— PROBLEM DESCRIPTION —
Nothing but the listing below, retyped exactly, should appear in the answer.

— DATASET EXCERPTS —
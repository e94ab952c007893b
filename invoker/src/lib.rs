//! Asynchronous remote procedure invocation against a JSON-RPC endpoint.
//!
//! ```no_run
//! # async fn run() -> Result<(), research_invoker::InvokeError> {
//! use research_invoker::{Config, Invoker, RemoteCallRequest};
//!
//! let invoker = Invoker::new(&Config::default())?;
//! let request = RemoteCallRequest::new("initialize", vec![])?;
//! let signature = invoker.invoke(&request).await?;
//! println!("Your transaction signature {}", signature);
//! # Ok(())
//! # }
//! ```

pub mod cancel;
pub mod config;
pub mod error;
pub mod invoker;
pub mod procedures;
pub mod request;

pub use cancel::{cancel_pair, CancelHandle, CancelToken};
pub use config::Config;
pub use error::InvokeError;
pub use invoker::Invoker;
pub use procedures::{ProgramError, Procedure};
pub use request::{CallStatus, RemoteCallRequest, Signature};
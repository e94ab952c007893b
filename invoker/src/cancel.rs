//! Explicit cancellation for in-flight calls
//!
//! A [`CancelHandle`] flips a watch channel; every [`CancelToken`] cloned from
//! the pair observes it.

use tokio::sync::watch;

/// Create a linked handle/token pair
pub fn cancel_pair() -> (CancelHandle, CancelToken) {
    let (tx, rx) = watch::channel(false);
    (CancelHandle { tx }, CancelToken { rx })
}

/// Owner side: signals cancellation
#[derive(Debug)]
pub struct CancelHandle {
    tx: watch::Sender<bool>,
}

impl CancelHandle {
    pub fn cancel(&self) {
        // send_replace never fails, even with no live receivers
        self.tx.send_replace(true);
    }
}

/// Caller side: passed alongside a request
#[derive(Debug, Clone)]
pub struct CancelToken {
    rx: watch::Receiver<bool>,
}

impl CancelToken {
    pub fn is_cancelled(&self) -> bool {
        *self.rx.borrow()
    }

    /// Resolves once cancelled. Never resolves if the handle is dropped first.
    pub async fn cancelled(&mut self) {
        loop {
            if *self.rx.borrow_and_update() {
                return;
            }
            if self.rx.changed().await.is_err() {
                std::future::pending::<()>().await;
            }
        }
    }
}

#[cfg(test)]
mod tests {
    use super::*;
    use std::time::Duration;

    #[tokio::test]
    async fn test_cancel_wakes_token() {
        let (handle, token) = cancel_pair();
        assert!(!token.is_cancelled());

        let mut waiter = token.clone();
        let task = tokio::spawn(async move { waiter.cancelled().await });

        handle.cancel();
        tokio::time::timeout(Duration::from_secs(1), task)
            .await
            .expect("token should resolve after cancel")
            .unwrap();
        assert!(token.is_cancelled());
    }

    #[tokio::test]
    async fn test_dropped_handle_never_cancels() {
        let (handle, mut token) = cancel_pair();
        drop(handle);

        let waited = tokio::time::timeout(Duration::from_millis(50), token.cancelled()).await;
        assert!(waited.is_err());
        assert!(!token.is_cancelled());
    }
}
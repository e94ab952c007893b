use serde_json::Value;
use std::time::Duration;

/// Failure of a single remote call
#[derive(Debug, thiserror::Error)]
pub enum InvokeError {
    /// Endpoint could not be reached
    #[error("connection error: {0}")]
    Connection(String),
    /// Remote side declined the call (JSON-RPC error object or non-2xx status)
    #[error("remote call rejected ({code}): {message}")]
    Rejected {
        code: i64,
        message: String,
        data: Option<Value>,
    },
    /// No response within the configured bound
    #[error("no response within {0:?}")]
    Timeout(Duration),
    /// Caller cancelled the call through its token
    #[error("remote call cancelled")]
    Cancelled,
    #[error("invalid request: {0}")]
    InvalidRequest(String),
    #[error("invalid response: {0}")]
    InvalidResponse(String),
}

impl InvokeError {
    /// Custom program error code carried by a rejection, if any
    ///
    /// Looks for `data.err = {"InstructionError": [<index>, {"Custom": <code>}]}`.
    pub fn custom_code(&self) -> Option<u32> {
        let InvokeError::Rejected { data: Some(data), .. } = self else {
            return None;
        };

        data.get("err")?
            .get("InstructionError")?
            .get(1)?
            .get("Custom")?
            .as_u64()
            .and_then(|code| u32::try_from(code).ok())
    }

    pub fn is_connection(&self) -> bool {
        matches!(self, InvokeError::Connection(_))
    }

    pub fn is_timeout(&self) -> bool {
        matches!(self, InvokeError::Timeout(_))
    }
}
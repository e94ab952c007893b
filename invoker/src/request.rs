//! Request and result types for a single remote call

use serde::{Deserialize, Serialize};
use serde_json::{json, Value};
use std::fmt;

use crate::error::InvokeError;

/// Procedure name plus positional arguments
///
/// Fields are private so a request cannot change after construction.
#[derive(Debug, Clone, PartialEq)]
pub struct RemoteCallRequest {
    procedure: String,
    args: Vec<Value>,
}

impl RemoteCallRequest {
    /// Build a request; fails if `procedure` is empty or blank
    pub fn new(procedure: impl Into<String>, args: Vec<Value>) -> Result<Self, InvokeError> {
        let procedure = procedure.into();
        if procedure.trim().is_empty() {
            return Err(InvokeError::InvalidRequest(
                "procedure name cannot be empty".to_string(),
            ));
        }

        Ok(Self { procedure, args })
    }

    pub fn procedure(&self) -> &str {
        &self.procedure
    }

    pub fn args(&self) -> &[Value] {
        &self.args
    }

    /// JSON-RPC 2.0 envelope for this request
    pub fn to_json_rpc(&self, id: &str) -> Value {
        json!({
            "jsonrpc": "2.0",
            "id": id,
            "method": self.procedure,
            "params": self.args,
        })
    }
}

/// Transaction signature returned by a successful call
///
/// Opaque to this crate; guaranteed non-empty.
#[derive(Debug, Clone, PartialEq, Eq, Hash, Serialize)]
#[serde(transparent)]
pub struct Signature(String);

impl Signature {
    pub fn parse(raw: impl Into<String>) -> Result<Self, InvokeError> {
        let raw = raw.into();
        if raw.is_empty() {
            return Err(InvokeError::InvalidResponse(
                "empty transaction signature".to_string(),
            ));
        }
        Ok(Self(raw))
    }

    pub fn as_str(&self) -> &str {
        &self.0
    }
}

impl fmt::Display for Signature {
    fn fmt(&self, f: &mut fmt::Formatter<'_>) -> fmt::Result {
        f.write_str(&self.0)
    }
}

/// Outcome of a submitted call as reported by the endpoint
#[derive(Debug, Clone, PartialEq, Deserialize)]
#[serde(rename_all = "camelCase")]
pub struct CallStatus {
    pub slot: u64,
    /// None once the cluster has rooted the transaction
    pub confirmations: Option<u64>,
    /// Execution error, None on success
    pub err: Option<Value>,
    pub confirmation_status: Option<String>,
}

impl CallStatus {
    pub fn succeeded(&self) -> bool {
        self.err.is_none()
    }
}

— TASK OUTPUT —
repository e94ab952c007893b
filename invoker/src/lib.rs
//! Asynchronous remote procedure invocation against a JSON-RPC endpoint.
//!
//! ```no_run
//! # async fn run() -> Result<(), research_invoker::InvokeError> {
//! use research_invoker::{Config, Invoker, RemoteCallRequest};
//!
//! let invoker = Invoker::new(&Config::default())?;
//! let request = RemoteCallRequest::new("initialize", vec![])?;
//! let signature = invoker.invoke(&request).await?;
//! println!("Your transaction signature {}", signature);
//! # Ok(())
//! # }
//! ```

pub mod cancel;
pub mod config;
pub mod error;
pub mod invoker;
pub mod procedures;
pub mod request;

pub use cancel::{cancel_pair, CancelHandle, CancelToken};
pub use config::Config;
pub use error::InvokeError;
pub use invoker::Invoker;
pub use procedures::{ProgramError, Procedure};
pub use request::{CallStatus, RemoteCallRequest, Signature};
repository e94ab952c007893b
filename invoker/src/cancel.rs
//! Explicit cancellation for in-flight calls
//!
//! A [`CancelHandle`] flips a watch channel; every [`CancelToken`] cloned from
//! the pair observes it.

use tokio::sync::watch;

/// Create a linked handle/token pair
pub fn cancel_pair() -> (CancelHandle, CancelToken) {
    let (tx, rx) = watch::channel(false);
    (CancelHandle { tx }, CancelToken { rx })
}

/// Owner side: signals cancellation
#[derive(Debug)]
pub struct CancelHandle {
    tx: watch::Sender<bool>,
}

impl CancelHandle {
    pub fn cancel(&self) {
        // send_replace never fails, even with no live receivers
        self.tx.send_replace(true);
    }
}

/// Caller side: passed alongside a request
#[derive(Debug, Clone)]
pub struct CancelToken {
    rx: watch::Receiver<bool>,
}

impl CancelToken {
    pub fn is_cancelled(&self) -> bool {
        *self.rx.borrow()
    }

    /// Resolves once cancelled. Never resolves if the handle is dropped first.
    pub async fn cancelled(&mut self) {
        loop {
            if *self.rx.borrow_and_update() {
                return;
            }
            if self.rx.changed().await.is_err() {
                std::future::pending::<()>().await;
            }
        }
    }
}

#[cfg(test)]
mod tests {
    use super::*;
    use std::time::Duration;

    #[tokio::test]
    async fn test_cancel_wakes_token() {
        let (handle, token) = cancel_pair();
        assert!(!token.is_cancelled());

        let mut waiter = token.clone();
        let task = tokio::spawn(async move { waiter.cancelled().await });

        handle.cancel();
        tokio::time::timeout(Duration::from_secs(1), task)
            .await
            .expect("token should resolve after cancel")
            .unwrap();
        assert!(token.is_cancelled());
    }

    #[tokio::test]
    async fn test_dropped_handle_never_cancels() {
        let (handle, mut token) = cancel_pair();
        drop(handle);

        let waited = tokio::time::timeout(Duration::from_millis(50), token.cancelled()).await;
        assert!(waited.is_err());
        assert!(!token.is_cancelled());
    }
}
repository e94ab952c007893b
use serde_json::Value;
use std::time::Duration;

/// Failure of a single remote call
#[derive(Debug, thiserror::Error)]
pub enum InvokeError {
    /// Endpoint could not be reached
    #[error("connection error: {0}")]
    Connection(String),
    /// Remote side declined the call (JSON-RPC error object or non-2xx status)
    #[error("remote call rejected ({code}): {message}")]
    Rejected {
        code: i64,
        message: String,
        data: Option<Value>,
    },
    /// No response within the configured bound
    #[error("no response within {0:?}")]
    Timeout(Duration),
    /// Caller cancelled the call through its token
    #[error("remote call cancelled")]
    Cancelled,
    #[error("invalid request: {0}")]
    InvalidRequest(String),
    #[error("invalid response: {0}")]
    InvalidResponse(String),
}

impl InvokeError {
    /// Custom program error code carried by a rejection, if any
    ///
    /// Looks for `data.err = {"InstructionError": [<index>, {"Custom": <code>}]}`.
    pub fn custom_code(&self) -> Option<u32> {
        let InvokeError::Rejected { data: Some(data), .. } = self else {
            return None;
        };

        data.get("err")?
            .get("InstructionError")?
            .get(1)?
            .get("Custom")?
            .as_u64()
            .and_then(|code| u32::try_from(code).ok())
    }

    pub fn is_connection(&self) -> bool {
        matches!(self, InvokeError::Connection(_))
    }

    pub fn is_timeout(&self) -> bool {
        matches!(self, InvokeError::Timeout(_))
    }
}
repository e94ab952c007893b
filename invoker/src/request.rs
//! Request and result types for a single remote call

use serde::{Deserialize, Serialize};
use serde_json::{json, Value};
use std::fmt;

use crate::error::InvokeError;

/// Procedure name plus positional arguments
///
/// Fields are private so a request cannot change after construction.
#[derive(Debug, Clone, PartialEq)]
pub struct RemoteCallRequest {
    procedure: String,
    args: Vec<Value>,
}

impl RemoteCallRequest {
    /// Build a request; fails if `procedure` is empty or blank
    pub fn new(procedure: impl Into<String>, args: Vec<Value>) -> Result<Self, InvokeError> {
        let procedure = procedure.into();
        if procedure.trim().is_empty() {
            return Err(InvokeError::InvalidRequest(
                "procedure name cannot be empty".to_string(),
            ));
        }

        Ok(Self { procedure, args })
    }

    pub fn procedure(&self) -> &str {
        &self.procedure
    }

    pub fn args(&self) -> &[Value] {
        &self.args
    }

    /// JSON-RPC 2.0 envelope for this request
    pub fn to_json_rpc(&self, id: &str) -> Value {
        json!({
            "jsonrpc": "2.0",
            "id": id,
            "method": self.procedure,
            "params": self.args,
        })
    }
}

/// Transaction signature returned by a successful call
///
/// Opaque to this crate; guaranteed non-empty.
#[derive(Debug, Clone, PartialEq, Eq, Hash, Serialize)]
#[serde(transparent)]
pub struct Signature(String);

impl Signature {
    pub fn parse(raw: impl Into<String>) -> Result<Self, InvokeError> {
        let raw = raw.into();
        if raw.is_empty() {
            return Err(InvokeError::InvalidResponse(
                "empty transaction signature".to_string(),
            ));
        }
        Ok(Self(raw))
    }

    pub fn as_str(&self) -> &str {
        &self.0
    }
}

impl fmt::Display for Signature {
    fn fmt(&self, f: &mut fmt::Formatter<'_>) -> fmt::Result {
        f.write_str(&self.0)
    }
}

/// Outcome of a submitted call as reported by the endpoint
#[derive(Debug, Clone, PartialEq, Deserialize)]
#[serde(rename_all = "camelCase")]
pub struct CallStatus {
    pub slot: u64,
    /// None once the cluster has rooted the transaction
    pub confirmations: Option<u64>,
    /// Execution error, None on success
    pub err: Option<Value>,
    pub confirmation_status: Option<String>,
}

impl CallStatus {
    pub fn succeeded(&self) -> bool {
        self.err.is_none()
    }
}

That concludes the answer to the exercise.